Sie spielen also schnörkellosen Punk, die Kaiser Chiefs, aber sie können's auch ruhiger: Neben "What did I Ever Give You" beweist auch "Modern Way" deutlich, dass diese Band Sinn für Melodien hat und diesen Instinkt in gute Songs umsetzen kann. -- -- Noch schöner ist allerdings "You Can Have It All": Locker, cool, synkopisch, mit einer eingängigen Melodie, die locker durch den Song spaziert. Wer behauptet, dass gute Songs düster sein müssen?

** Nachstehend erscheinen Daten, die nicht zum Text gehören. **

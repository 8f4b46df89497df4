/// One discrete media fragment as delivered by a capture source.
#[derive(Debug, Clone, PartialEq)]
pub struct Fragment {
    pub payload: Vec<u8>,
    /// Source timecode in milliseconds, if the source supplies one.
    pub timecode: Option<f64>,
}

impl Fragment {
    pub fn new(payload: Vec<u8>, timecode: Option<f64>) -> Self {
        Self { payload, timecode }
    }

    /// A zero-length fragment, used by sources as a heartbeat or final flush.
    pub fn heartbeat() -> Self {
        Self {
            payload: Vec::new(),
            timecode: None,
        }
    }

    pub fn is_empty(&self) -> bool {
        self.payload.is_empty()
    }

    pub fn len(&self) -> usize {
        self.payload.len()
    }
}

/// A persisted fragment.
///
/// `sequence_index` is assigned by the pipeline in ingestion order and forms
/// a gap-free run starting at 0 within a session.
#[derive(Debug, Clone, PartialEq)]
pub struct ChunkRecord {
    pub sequence_index: u64,
    pub payload: Vec<u8>,
    pub capture_timestamp: f64,
}

impl ChunkRecord {
    /// Store key for a record, e.g. `chunk_12`.
    pub fn key(&self) -> String {
        chunk_key(self.sequence_index)
    }
}

pub fn chunk_key(sequence_index: u64) -> String {
    format!("chunk_{}", sequence_index)
}

/// Result of handing one fragment to the pipeline.
#[derive(Debug, Clone, PartialEq)]
pub enum FragmentOutcome {
    /// Persisted under the given sequence index.
    Persisted { sequence_index: u64, bytes: usize },
    /// Timestamp fell behind the watermark.
    Dropped { timestamp: f64, watermark: f64 },
    /// Zero-length fragment while the recorder is still active.
    Heartbeat,
    /// Zero-length fragment that closed the session: the flush after stop, or
    /// a heartbeat from a source that reported itself inactive.
    Finalized,
    /// The pipeline was idle or the fragment belongs to an earlier session.
    Ignored,
}

#[cfg(test)]
mod tests {
    use super::*;

    #[test]
    fn record_key_uses_sequence_index() {
        let record = ChunkRecord {
            sequence_index: 7,
            payload: vec![1, 2, 3],
            capture_timestamp: 10.0,
        };
        assert_eq!(record.key(), "chunk_7");
    }

    #[test]
    fn heartbeat_is_empty() {
        assert!(Fragment::heartbeat().is_empty());
        assert!(!Fragment::new(vec![0], Some(1.0)).is_empty());
    }
}
use std::sync::{Arc, Weak};

use parking_lot::Mutex;

use crate::models::chunk::{chunk_key, ChunkRecord, Fragment, FragmentOutcome};
use crate::models::config::RecorderConfiguration;
use crate::models::error::RecorderError;
use crate::models::recording_result::SessionSummary;
use crate::models::state::{CompletionReason, RecorderState};
use crate::session::grace_timer::GraceTimer;
use crate::session::recording_session::{Admission, RecordingSession};
use crate::traits::capture_source::CaptureSource;
use crate::traits::chunk_store::ChunkStore;
use crate::traits::clock::{Clock, SystemClock};
use crate::traits::quota_oracle::QuotaOracle;
use crate::traits::recorder_delegate::RecorderDelegate;

/// Internal mutable pipeline state, protected by `parking_lot::Mutex`.
struct PipelineInner {
    state: RecorderState,
    session: RecordingSession,
    /// Bumped on every start; sinks from older sessions are ignored.
    generation: u64,
    source: Option<Arc<dyn CaptureSource>>,
    grace_timer: Option<GraceTimer>,
}

/// Side effects collected under the lock and run after it is released.
#[derive(Default)]
struct Effects {
    states: Vec<RecorderState>,
    persisted: Option<(u64, usize)>,
    error: Option<RecorderError>,
    finished: Option<SessionSummary>,
    stop_source: Option<Arc<dyn CaptureSource>>,
}

struct Shared {
    inner: Mutex<PipelineInner>,
    store: Arc<dyn ChunkStore>,
    quota: Arc<dyn QuotaOracle>,
    clock: Arc<dyn Clock>,
    delegate: Mutex<Option<Arc<dyn RecorderDelegate>>>,
    min_free_bytes: u64,
    grace_period: std::time::Duration,
}

/// Chunked capture pipeline.
///
/// Consumes fragments from a `CaptureSource`, rejects stale ones by
/// timestamp, and persists the rest to a `ChunkStore` under gap-free
/// sequence indices while watching the storage quota.
///
/// ```text
/// [CaptureSource] → FragmentSink → quota check → dedup → [ChunkStore]
/// ```
///
/// State transitions: `Idle → Capturing → Finishing → Idle`. Fragment
/// handling is serialized by the pipeline lock, so concurrent deliveries are
/// processed one at a time in lock-acquisition order.
pub struct ChunkPipeline {
    shared: Arc<Shared>,
}

/// Handle a capture source uses to deliver fragments to the pipeline.
///
/// Bound to the session it was created for; once a newer session starts,
/// deliveries through an old sink are ignored.
#[derive(Clone)]
pub struct FragmentSink {
    shared: Weak<Shared>,
    generation: u64,
}

impl FragmentSink {
    /// Hand one fragment to the pipeline.
    pub fn deliver(&self, fragment: Fragment) -> Result<FragmentOutcome, RecorderError> {
        match self.shared.upgrade() {
            Some(shared) => shared.handle_fragment(self.generation, fragment),
            None => Ok(FragmentOutcome::Ignored),
        }
    }
}

impl ChunkPipeline {
    pub fn new(store: Arc<dyn ChunkStore>, quota: Arc<dyn QuotaOracle>, config: &RecorderConfiguration) -> Self {
        Self::with_clock(store, quota, Arc::new(SystemClock), config)
    }

    pub fn with_clock(
        store: Arc<dyn ChunkStore>,
        quota: Arc<dyn QuotaOracle>,
        clock: Arc<dyn Clock>,
        config: &RecorderConfiguration,
    ) -> Self {
        Self {
            shared: Arc::new(Shared {
                inner: Mutex::new(PipelineInner {
                    state: RecorderState::Idle,
                    session: RecordingSession::new(),
                    generation: 0,
                    source: None,
                    grace_timer: None,
                }),
                store,
                quota,
                clock,
                delegate: Mutex::new(None),
                min_free_bytes: config.min_free_bytes,
                grace_period: config.grace_period,
            }),
        }
    }

    pub fn set_delegate(&self, delegate: Arc<dyn RecorderDelegate>) {
        *self.shared.delegate.lock() = Some(delegate);
    }

    pub fn state(&self) -> RecorderState {
        self.shared.inner.lock().state
    }

    /// Snapshot of the current (or most recent) session counters.
    pub fn session(&self) -> RecordingSession {
        self.shared.inner.lock().session.clone()
    }

    /// Start a new session. Transitions: idle → capturing.
    ///
    /// Clears the previous session's chunks. A session that is still
    /// finishing is closed first; a capturing one is an error.
    pub fn start(&self, source: Arc<dyn CaptureSource>) -> Result<String, RecorderError> {
        let shared = &self.shared;
        let mut effects = Effects::default();

        let (generation, session_id) = {
            let mut inner = shared.inner.lock();
            match inner.state {
                RecorderState::Capturing => {
                    return Err(RecorderError::InvalidState(
                        "a recording session is already active".into(),
                    ));
                }
                RecorderState::Finishing => {
                    shared.finish_locked(&mut inner, CompletionReason::Superseded, &mut effects);
                }
                RecorderState::Idle => {}
            }

            if let Err(e) = shared.store.clear() {
                log::error!("Failed to clear previous chunks: {}", e);
                drop(inner);
                shared.emit(effects);
                return Err(RecorderError::PersistenceFailure(e));
            }

            inner.generation += 1;
            inner.session = RecordingSession::new();
            inner.source = Some(Arc::clone(&source));
            inner.state = RecorderState::Capturing;
            effects.states.push(RecorderState::Capturing);
            log::info!("Recording session {} started", inner.session.id);
            (inner.generation, inner.session.id.clone())
        };
        shared.emit(effects);

        let sink = FragmentSink {
            shared: Arc::downgrade(shared),
            generation,
        };
        if let Err(e) = source.start(sink) {
            log::error!("Capture source failed to start: {}", e);
            let mut effects = Effects::default();
            {
                let mut inner = shared.inner.lock();
                if inner.generation == generation && !inner.state.is_idle() {
                    shared.finish_locked(&mut inner, CompletionReason::Aborted(e.clone()), &mut effects);
                }
            }
            // The source never started; do not ask it to stop.
            effects.stop_source = None;
            shared.emit(effects);
            return Err(e);
        }

        Ok(session_id)
    }

    /// Request stop. Transitions: capturing → finishing.
    ///
    /// Does not flush anything itself: the session completes when the
    /// source's flush fragment arrives or the grace period elapses,
    /// whichever comes first. Stopping an already finishing session is a
    /// no-op.
    pub fn stop(&self) -> Result<(), RecorderError> {
        let shared = &self.shared;
        let mut effects = Effects::default();

        let source = {
            let mut inner = shared.inner.lock();
            match inner.state {
                RecorderState::Idle => {
                    return Err(RecorderError::InvalidState("no active recording session".into()));
                }
                RecorderState::Finishing => return Ok(()),
                RecorderState::Capturing => {}
            }

            inner.session.finishing = true;
            inner.state = RecorderState::Finishing;
            effects.states.push(RecorderState::Finishing);

            let generation = inner.generation;
            let weak = Arc::downgrade(shared);
            inner.grace_timer = Some(GraceTimer::schedule(shared.grace_period, move || {
                if let Some(shared) = weak.upgrade() {
                    shared.on_grace_elapsed(generation);
                }
            }));
            log::info!(
                "Stop requested for session {}; waiting up to {:?} for final fragment",
                inner.session.id,
                shared.grace_period
            );
            inner.source.clone()
        };
        shared.emit(effects);

        // Outside the lock: sources may deliver their flush fragment synchronously.
        if let Some(source) = source {
            source.stop();
        }
        Ok(())
    }

    /// Deliver a fragment to whichever session is current.
    ///
    /// Prefer the `FragmentSink` handed to the source, which also rejects
    /// fragments that belong to an earlier session.
    pub fn ingest(&self, fragment: Fragment) -> Result<FragmentOutcome, RecorderError> {
        let generation = self.shared.inner.lock().generation;
        self.shared.handle_fragment(generation, fragment)
    }
}

impl Drop for ChunkPipeline {
    fn drop(&mut self) {
        if let Some(timer) = self.shared.inner.lock().grace_timer.take() {
            timer.cancel();
        }
    }
}

impl Shared {
    fn handle_fragment(&self, generation: u64, fragment: Fragment) -> Result<FragmentOutcome, RecorderError> {
        let mut effects = Effects::default();
        let result = {
            let mut inner = self.inner.lock();
            self.process_locked(&mut inner, generation, fragment, &mut effects)
        };
        self.emit(effects);
        result
    }

    fn process_locked(
        &self,
        inner: &mut PipelineInner,
        generation: u64,
        fragment: Fragment,
        effects: &mut Effects,
    ) -> Result<FragmentOutcome, RecorderError> {
        if inner.generation != generation || !inner.state.accepts_fragments() {
            log::debug!("Ignoring fragment of {} bytes: no matching active session", fragment.len());
            return Ok(FragmentOutcome::Ignored);
        }

        if let Some(estimate) = self.quota.estimate() {
            let available_bytes = estimate.available_bytes();
            if available_bytes < self.min_free_bytes {
                let error = RecorderError::QuotaExceeded {
                    available_bytes,
                    floor_bytes: self.min_free_bytes,
                };
                log::warn!("Low storage space, aborting session: {}", error);
                self.finish_locked(inner, CompletionReason::Aborted(error.clone()), effects);
                return Err(error);
            }
        }

        if fragment.is_empty() {
            if inner.session.finishing {
                inner.session.last_fragment_seen = true;
                self.finish_locked(inner, CompletionReason::Flushed, effects);
                return Ok(FragmentOutcome::Finalized);
            }
            let inactive = inner.source.as_ref().is_some_and(|s| s.is_inactive());
            if inactive {
                self.finish_locked(inner, CompletionReason::SourceInactive, effects);
                return Ok(FragmentOutcome::Finalized);
            }
            log::debug!("Heartbeat fragment");
            return Ok(FragmentOutcome::Heartbeat);
        }

        // A non-finite timecode would poison the watermark; treat it as absent.
        let timestamp = fragment
            .timecode
            .filter(|t| t.is_finite())
            .unwrap_or_else(|| self.clock.now_ms());
        if let Admission::Drop { watermark } = inner.session.admit(timestamp) {
            log::debug!(
                "Dropping fragment with timestamp {} behind watermark {}",
                timestamp,
                watermark
            );
            return Ok(FragmentOutcome::Dropped { timestamp, watermark });
        }

        let sequence_index = inner.session.next_sequence_index;
        let bytes = fragment.len();
        let key = chunk_key(sequence_index);
        let record = ChunkRecord {
            sequence_index,
            payload: fragment.payload,
            capture_timestamp: timestamp,
        };

        if let Err(e) = self.store.put(&key, record) {
            log::error!("Failed to persist {}: {}", key, e);
            let error = RecorderError::PersistenceFailure(e);
            self.finish_locked(inner, CompletionReason::Aborted(error.clone()), effects);
            return Err(error);
        }

        inner.session.record_persisted(bytes);
        effects.persisted = Some((sequence_index, bytes));
        log::debug!("Persisted {} ({} bytes, timestamp {})", key, bytes, timestamp);

        if inner.session.finishing {
            inner.session.last_fragment_seen = true;
            self.finish_locked(inner, CompletionReason::Flushed, effects);
        }

        Ok(FragmentOutcome::Persisted { sequence_index, bytes })
    }

    fn on_grace_elapsed(&self, generation: u64) {
        let mut effects = Effects::default();
        {
            let mut inner = self.inner.lock();
            if inner.generation != generation
                || !inner.state.is_finishing()
                || inner.session.last_fragment_seen
            {
                return;
            }
            log::warn!(
                "No final fragment within {:?}; completing session {} with {} chunks",
                self.grace_period,
                inner.session.id,
                inner.session.next_sequence_index
            );
            self.finish_locked(&mut inner, CompletionReason::GracePeriodElapsed, &mut effects);
        }
        self.emit(effects);
    }

    /// Return to idle and record the summary. Persisted chunks are kept.
    fn finish_locked(&self, inner: &mut PipelineInner, reason: CompletionReason, effects: &mut Effects) {
        if let Some(timer) = inner.grace_timer.take() {
            timer.cancel();
        }
        let source = inner.source.take();
        if let CompletionReason::Aborted(error) = &reason {
            effects.error = Some(error.clone());
            effects.stop_source = source;
        }

        inner.state = RecorderState::Idle;
        effects.states.push(RecorderState::Idle);

        let session = &inner.session;
        log::info!(
            "Recording session {} finished ({:?}): {} chunks, {} bytes, {} dropped",
            session.id,
            reason,
            session.next_sequence_index,
            session.bytes_persisted,
            session.chunks_dropped
        );
        effects.finished = Some(SessionSummary {
            session_id: session.id.clone(),
            chunks_persisted: session.next_sequence_index,
            bytes_persisted: session.bytes_persisted,
            chunks_dropped: session.chunks_dropped,
            reason,
        });
    }

    fn emit(&self, effects: Effects) {
        let delegate = self.delegate.lock().clone();
        if let Some(delegate) = delegate {
            if let Some((sequence_index, bytes)) = effects.persisted {
                delegate.on_chunk_persisted(sequence_index, bytes);
            }
            if let Some(ref error) = effects.error {
                delegate.on_error(error);
            }
            for state in &effects.states {
                delegate.on_state_changed(*state);
            }
            if let Some(ref summary) = effects.finished {
                delegate.on_session_finished(summary);
            }
        }
        if let Some(source) = effects.stop_source {
            source.stop();
        }
    }
}
use std::sync::Arc;
use std::thread;
use std::time::{Duration, Instant};

use parking_lot::{Condvar, Mutex};

/// A cancellable deferred callback.
///
/// Runs `callback` once on a dedicated thread after `delay` unless `cancel`
/// is called first. Dropping the timer does not cancel it.
pub struct GraceTimer {
    signal: Arc<(Mutex<bool>, Condvar)>,
}

impl GraceTimer {
    pub fn schedule<F>(delay: Duration, callback: F) -> Self
    where
        F: FnOnce() + Send + 'static,
    {
        let signal = Arc::new((Mutex::new(false), Condvar::new()));
        let thread_signal = Arc::clone(&signal);
        let deadline = Instant::now() + delay;

        thread::Builder::new()
            .name("grace-timer".into())
            .spawn(move || {
                let (lock, cvar) = &*thread_signal;
                let mut cancelled = lock.lock();
                while !*cancelled {
                    if cvar.wait_until(&mut cancelled, deadline).timed_out() {
                        break;
                    }
                }
                if *cancelled {
                    return;
                }
                drop(cancelled);
                callback();
            })
            .expect("failed to spawn grace timer thread");

        Self { signal }
    }

    /// Prevent the callback from running if it has not started yet.
    pub fn cancel(&self) {
        let (lock, cvar) = &*self.signal;
        *lock.lock() = true;
        cvar.notify_all();
    }

    pub fn is_cancelled(&self) -> bool {
        *self.signal.0.lock()
    }
}

#[cfg(test)]
mod tests {
    use super::*;
    use std::sync::mpsc;

    #[test]
    fn fires_after_delay() {
        let (tx, rx) = mpsc::channel();
        let started = Instant::now();
        let _timer = GraceTimer::schedule(Duration::from_millis(30), move || {
            tx.send(()).ok();
        });

        rx.recv_timeout(Duration::from_secs(2)).unwrap();
        assert!(started.elapsed() >= Duration::from_millis(30));
    }

    #[test]
    fn cancel_prevents_callback() {
        let (tx, rx) = mpsc::channel::<()>();
        let timer = GraceTimer::schedule(Duration::from_millis(50), move || {
            tx.send(()).ok();
        });
        timer.cancel();

        assert!(timer.is_cancelled());
        assert!(rx.recv_timeout(Duration::from_millis(200)).is_err());
    }
}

"Employment" ist ein Album, das man immer wieder hören kann, eingängig und doch nicht beliebig. Klar ist das noch steigerungsfähig, und manches klingt gelegentlich ein klein wenig monoton. Man sollte den Kaiser Chiefs aber nicht vorwerfen, dass auch sie nicht die neuen Beatles sind -- das ist sowieso, will mir scheinen, jene ultimative Wunderkeule, die Kritiker immer dann auspacken, wenn ihnen sonst nichts einfällt; damit erledigt man schließlich jeden.

Eine Jahrhundertband sind die Kaiser Chiefs freilich nicht, aber eine gute Band mit viel Potential sind sie auf jeden Fall. Also her mit dem nächsten Album!